INPUT Start Marker

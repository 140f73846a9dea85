// SPDX-License-Identifier: Apache-2.0
// © James Ross Ω FLYING•ROBOTS <https://github.com/flyingrobots>
//! JSON-RPC client for the droplet simulator, plus a tool-facing adapter that
//! turns it into a [`FrameFetcher`](droplet_playback::FrameFetcher).
//!
//! Every call to the configured method returns the *next* frame of droplet
//! info; the frame index is assigned client side from the engine's request.

mod client;
mod error;
mod fetcher;
pub mod wire;

pub use client::RpcClient;
pub use error::RpcError;
pub use fetcher::{spawn_fetch_worker, ChannelFetcher, Delivery, FrameSource};
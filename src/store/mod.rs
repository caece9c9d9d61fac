use log::{debug, info, warn};
use std::collections::HashSet;
use std::fs;
use std::io::Write;
use std::path::{Path, PathBuf};
use tempfile::NamedTempFile;

use crate::config::TrackerConfig;
use crate::error::{PollError, Result};
use crate::models::{PollKey, PollRecord};
use crate::reconcile::identity::KeyIndex;
use crate::reconcile::merge::{self, MergeMode, MergeOutcome, PollUpdate};

/// Ordered poll collection backed by a JSON file, newest first on disk.
pub struct PollStore {
    path: Option<PathBuf>,
    records: Vec<PollRecord>,
    index: KeyIndex,
    ids: HashSet<String>,
    // Unsaved changes since load or the last save
    modified: bool,
}

impl PollStore {
    // Open the store file; a missing file is an empty store
    pub fn open(path: &Path, config: &TrackerConfig) -> Result<Self> {
        let records = if path.exists() {
            let text = fs::read_to_string(path)?;
            serde_json::from_str::<Vec<PollRecord>>(&text).map_err(|e| {
                std::io::Error::new(
                    std::io::ErrorKind::InvalidData,
                    format!("{}: {}", path.display(), e),
                )
            })?
        } else {
            info!("No store at {}, starting empty", path.display());
            Vec::new()
        };

        let mut store = Self::from_records(records, config);
        store.path = Some(path.to_path_buf());
        Ok(store)
    }

    // Store with no backing file (dry runs and tests)
    pub fn in_memory() -> Self {
        Self {
            path: None,
            records: Vec::new(),
            index: KeyIndex::default(),
            ids: HashSet::new(),
            modified: false,
        }
    }

    // Build from loaded rows. Rows without an id get one now; repeated keys
    // are folded into the first occurrence with gap-fill.
    pub fn from_records(records: Vec<PollRecord>, config: &TrackerConfig) -> Self {
        let mut store = Self::in_memory();
        for mut record in records {
            let key = record.key();
            if let Some(pos) = store.index.position(&key) {
                warn!("Store holds {} twice; folding the later row into the first", key);
                let update = PollUpdate::from_record(&record);
                let (merged, _) = merge::merge(&store.records[pos], &update, MergeMode::GapFill, config);
                store.records[pos] = merged;
                store.modified = true;
                continue;
            }
            if record.id.is_empty() || store.ids.contains(&record.id) {
                let ids = &store.ids;
                record.id = crate::reconcile::identity::derive_id(&record, |id| ids.contains(id));
                debug!("Assigned id {} to loaded record {}", record.id, key);
                store.modified = true;
            }
            store.push(record);
        }
        store
    }

    fn push(&mut self, record: PollRecord) {
        self.index.insert(record.key(), self.records.len());
        self.ids.insert(record.id.clone());
        self.records.push(record);
    }

    pub fn is_modified(&self) -> bool {
        self.modified
    }

    pub fn path(&self) -> Option<&Path> {
        self.path.as_deref()
    }

    pub fn len(&self) -> usize {
        self.records.len()
    }

    pub fn is_empty(&self) -> bool {
        self.records.is_empty()
    }

    pub fn records(&self) -> &[PollRecord] {
        &self.records
    }

    pub fn contains(&self, key: &PollKey) -> bool {
        self.index.contains(key)
    }

    pub fn get(&self, key: &PollKey) -> Option<&PollRecord> {
        self.index.position(key).map(|pos| &self.records[pos])
    }

    // Most recent first, without reordering the store itself
    pub fn recent(&self, n: usize) -> Vec<&PollRecord> {
        let mut sorted: Vec<&PollRecord> = self.records.iter().collect();
        sorted.sort_by(|a, b| b.date.cmp(&a.date));
        sorted.truncate(n);
        sorted
    }

    // Insert path of the merge engine: id, vocabulary, synthetic crosstabs, append
    pub fn insert(&mut self, record: PollRecord, config: &TrackerConfig) -> Result<&PollRecord> {
        let key = record.key();
        if self.index.contains(&key) {
            return Err(PollError::DuplicateRecord(key));
        }
        let ids = &self.ids;
        let record = merge::prepare_insert(record, config, |id| ids.contains(id));
        self.push(record);
        self.modified = true;
        Ok(&self.records[self.records.len() - 1])
    }

    // Update path: merge into a copy, swap it in whole. None if the key is unknown.
    pub fn apply(
        &mut self,
        key: &PollKey,
        update: &PollUpdate,
        mode: MergeMode,
        config: &TrackerConfig,
    ) -> Option<MergeOutcome> {
        let pos = self.index.position(key)?;
        let (merged, outcome) = merge::merge(&self.records[pos], update, mode, config);
        if !outcome.is_noop() || !outcome.synthesized.is_empty() {
            self.records[pos] = merged;
            self.modified = true;
        }
        Some(outcome)
    }

    // Swap in a record already merged elsewhere; its key must exist
    pub fn replace(&mut self, record: PollRecord) -> bool {
        match self.index.position(&record.key()) {
            Some(pos) => {
                self.records[pos] = record;
                self.modified = true;
                true
            }
            None => false,
        }
    }

    /// Sorts newest first and rewrites the whole file through a temp file in
    /// the same directory, so a failed write leaves the old file intact.
    pub fn save(&mut self) -> Result<()> {
        let Some(path) = self.path.clone() else {
            return Ok(());
        };

        self.records.sort_by(|a, b| b.date.cmp(&a.date));
        self.index = KeyIndex::from_records(&self.records);

        let fail = |reason: String| PollError::PersistenceFailure {
            path: path.clone(),
            reason,
        };

        let json = serde_json::to_string_pretty(&self.records).map_err(|e| fail(e.to_string()))?;

        let dir = match path.parent() {
            Some(p) if !p.as_os_str().is_empty() => p.to_path_buf(),
            _ => PathBuf::from("."),
        };
        fs::create_dir_all(&dir).map_err(|e| fail(e.to_string()))?;

        let mut tmp = NamedTempFile::new_in(&dir).map_err(|e| fail(e.to_string()))?;
        tmp.write_all(json.as_bytes()).map_err(|e| fail(e.to_string()))?;
        tmp.write_all(b"\n").map_err(|e| fail(e.to_string()))?;
        tmp.as_file().sync_all().map_err(|e| fail(e.to_string()))?;
        tmp.persist(&path).map_err(|e| fail(e.error.to_string()))?;

        self.modified = false;
        info!("Saved {} polls to {}", self.records.len(), path.display());
        Ok(())
    }
}

#[cfg(test)]
mod tests {
    use super::*;
    use chrono::NaiveDate;

    fn record(pollster: &str, date: (i32, u32, u32), harris: Option<f64>) -> PollRecord {
        let mut r = PollRecord::new(pollster, NaiveDate::from_ymd_opt(date.0, date.1, date.2).unwrap(), None);
        r.shares.set("harris", harris);
        r
    }

    #[test]
    fn insert_rejects_duplicate_key() {
        let config = TrackerConfig::default();
        let mut store = PollStore::in_memory();
        let id = store.insert(record("Marist", (2025, 5, 1), Some(30.0)), &config).unwrap().id.clone();
        assert_eq!(id, "auto-2025-05-01-national-marist");

        let err = store.insert(record("MARIST", (2025, 5, 1), Some(31.0)), &config).unwrap_err();
        assert!(matches!(err, PollError::DuplicateRecord(_)));
        assert_eq!(store.len(), 1);
    }

    #[test]
    fn apply_unknown_key_is_none() {
        let config = TrackerConfig::default();
        let mut store = PollStore::in_memory();
        let key = PollKey::new("Marist", "2025-05-01", "");
        assert!(store.apply(&key, &PollUpdate::default(), MergeMode::GapFill, &config).is_none());
    }

    #[test]
    fn loading_folds_repeated_keys_and_assigns_ids() {
        let config = TrackerConfig::default();
        let mut first = record("Siena", (2025, 5, 3), Some(30.0));
        first.shares.set("newsom", None);
        let mut second = record("siena", (2025, 5, 3), None);
        second.shares.set("newsom", Some(14.0));

        let store = PollStore::from_records(vec![first, second], &config);
        assert_eq!(store.len(), 1);
        let only = &store.records()[0];
        assert_eq!(only.id, "auto-2025-05-03-national-siena");
        assert_eq!(only.shares.get("harris"), Some(30.0));
        assert_eq!(only.shares.get("newsom"), Some(14.0));
    }

    #[test]
    fn save_sorts_newest_first_and_reloads() {
        let config = TrackerConfig::default();
        let dir = tempfile::tempdir().unwrap();
        let path = dir.path().join("public").join("polls.json");

        let mut store = PollStore::open(&path, &config).unwrap();
        assert!(store.is_empty());
        store.insert(record("Marist", (2025, 5, 1), Some(30.0)), &config).unwrap();
        store.insert(record("Siena", (2025, 7, 9), Some(28.0)), &config).unwrap();
        store.insert(record("Monmouth", (2025, 6, 2), Some(33.0)), &config).unwrap();
        store.save().unwrap();

        let reloaded = PollStore::open(&path, &config).unwrap();
        let dates: Vec<String> = reloaded.records().iter().map(|r| r.date_string()).collect();
        assert_eq!(dates, vec!["2025-07-09", "2025-06-02", "2025-05-01"]);
        assert_eq!(reloaded.records()[0].id, "auto-2025-07-09-national-siena");
        assert!(reloaded.contains(&PollKey::new("monmouth", "2025-06-02", "National")));
    }

    #[test]
    fn synthesizing_on_a_noop_update_marks_store_modified() {
        let config = TrackerConfig::default();
        let mut loaded = record("Marist", (2025, 5, 1), Some(30.0));
        loaded.id = "marist-may".into();
        let mut store = PollStore::from_records(vec![loaded], &config);
        assert!(!store.is_modified());

        let key = PollKey::new("Marist", "2025-05-01", "");
        let outcome = store.apply(&key, &PollUpdate::default(), MergeMode::GapFill, &config).unwrap();
        assert!(outcome.is_noop());
        assert_eq!(outcome.synthesized, vec!["harris".to_string()]);
        assert!(store.is_modified());
        assert!(store.get(&key).unwrap().is_synthetic("harris"));
    }

    #[test]
    fn save_clears_modified() {
        let config = TrackerConfig::default();
        let dir = tempfile::tempdir().unwrap();
        let mut store = PollStore::open(&dir.path().join("polls.json"), &config).unwrap();
        store.insert(record("Siena", (2025, 7, 9), Some(28.0)), &config).unwrap();
        assert!(store.is_modified());
        store.save().unwrap();
        assert!(!store.is_modified());
    }

    #[test]
    fn in_memory_save_is_a_no_op() {
        let mut store = PollStore::in_memory();
        assert!(store.save().is_ok());
        assert!(store.path().is_none());
    }
}
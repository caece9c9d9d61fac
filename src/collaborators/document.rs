use async_trait::async_trait;
use log::{debug, info};
use reqwest::header::CONTENT_TYPE;
use reqwest::Client;
use std::time::Duration;

use super::DocumentFetcher;
use crate::error::{PollError, Result};

const USER_AGENT: &str = "Mozilla/5.0 (compatible; PollBot/1.0)";
const FETCH_TIMEOUT_SECS: u64 = 45;

#[derive(Debug, Clone, Copy, PartialEq, Eq)]
enum Format {
    Pdf,
    Text,
    Unsupported,
}

fn detect_format(content_type: Option<&str>, body: &[u8]) -> Format {
    if body.starts_with(b"%PDF") {
        return Format::Pdf;
    }
    match content_type.map(|c| c.to_ascii_lowercase()) {
        Some(c) if c.contains("pdf") => Format::Pdf,
        Some(c) if c.starts_with("text/") => Format::Text,
        _ => Format::Unsupported,
    }
}

/// Downloads poll releases over HTTP; PDFs are turned into text.
pub struct HttpDocumentFetcher {
    client: Client,
}

impl HttpDocumentFetcher {
    pub fn new() -> Result<Self> {
        let client = Client::builder()
            .timeout(Duration::from_secs(FETCH_TIMEOUT_SECS))
            .user_agent(USER_AGENT)
            .build()
            .map_err(|e| PollError::Config(format!("failed to create HTTP client: {}", e)))?;
        Ok(Self { client })
    }
}

#[async_trait]
impl DocumentFetcher for HttpDocumentFetcher {
    async fn fetch_text(&self, url: &str) -> Result<String> {
        let response = self
            .client
            .get(url)
            .send()
            .await
            .map_err(|e| PollError::fetch(url, e.to_string()))?;

        let status = response.status();
        if status != reqwest::StatusCode::OK {
            return Err(PollError::fetch(url, format!("HTTP {}", status)));
        }

        let content_type = response
            .headers()
            .get(CONTENT_TYPE)
            .and_then(|v| v.to_str().ok())
            .map(str::to_string);
        let body = response
            .bytes()
            .await
            .map_err(|e| PollError::fetch(url, e.to_string()))?;

        let text = match detect_format(content_type.as_deref(), &body) {
            Format::Pdf => {
                let bytes = body.to_vec();
                // pdf-extract is synchronous and can panic on malformed files
                tokio::task::spawn_blocking(move || pdf_extract::extract_text_from_mem(&bytes))
                    .await
                    .map_err(|e| PollError::fetch(url, format!("PDF reader crashed: {}", e)))?
                    .map_err(|e| PollError::fetch(url, format!("PDF extraction failed: {}", e)))?
            }
            Format::Text => String::from_utf8_lossy(&body).into_owned(),
            Format::Unsupported => {
                return Err(PollError::fetch(
                    url,
                    format!("unsupported content type {}", content_type.as_deref().unwrap_or("<none>")),
                ));
            }
        };

        if text.trim().is_empty() {
            return Err(PollError::fetch(url, "document has no text"));
        }

        info!("Fetched {} chars from {}", text.len(), url);
        debug!("Content type: {:?}", content_type);
        Ok(text)
    }
}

INPUT End Marker

**ACTIVITY:**
Exactly the lines above from the one with "if let Some(pos)" to the one with "self.ids.insert(record.id.clone());", both included, are to be quoted; leave the rest out.

**PROBLEM SOLUTION:**
            if let Some(pos) = store.index.position(&key) {
                warn!("Store holds {} twice; folding the later row into the first", key);
                let update = PollUpdate::from_record(&record);
                let (merged, _) = merge::merge(&store.records[pos], &update, MergeMode::GapFill, config);
                store.records[pos] = merged;
                store.modified = true;
                continue;
            }
            if record.id.is_empty() || store.ids.contains(&record.id) {
                let ids = &store.ids;
                record.id = crate::reconcile::identity::derive_id(&record, |id| ids.contains(id));
                debug!("Assigned id {} to loaded record {}", record.id, key);
                store.modified = true;
            }
            store.push(record);
        }
        store
    }

    fn push(&mut self, record: PollRecord) {
        self.index.insert(record.key(), self.records.len());
        self.ids.insert(record.id.clone());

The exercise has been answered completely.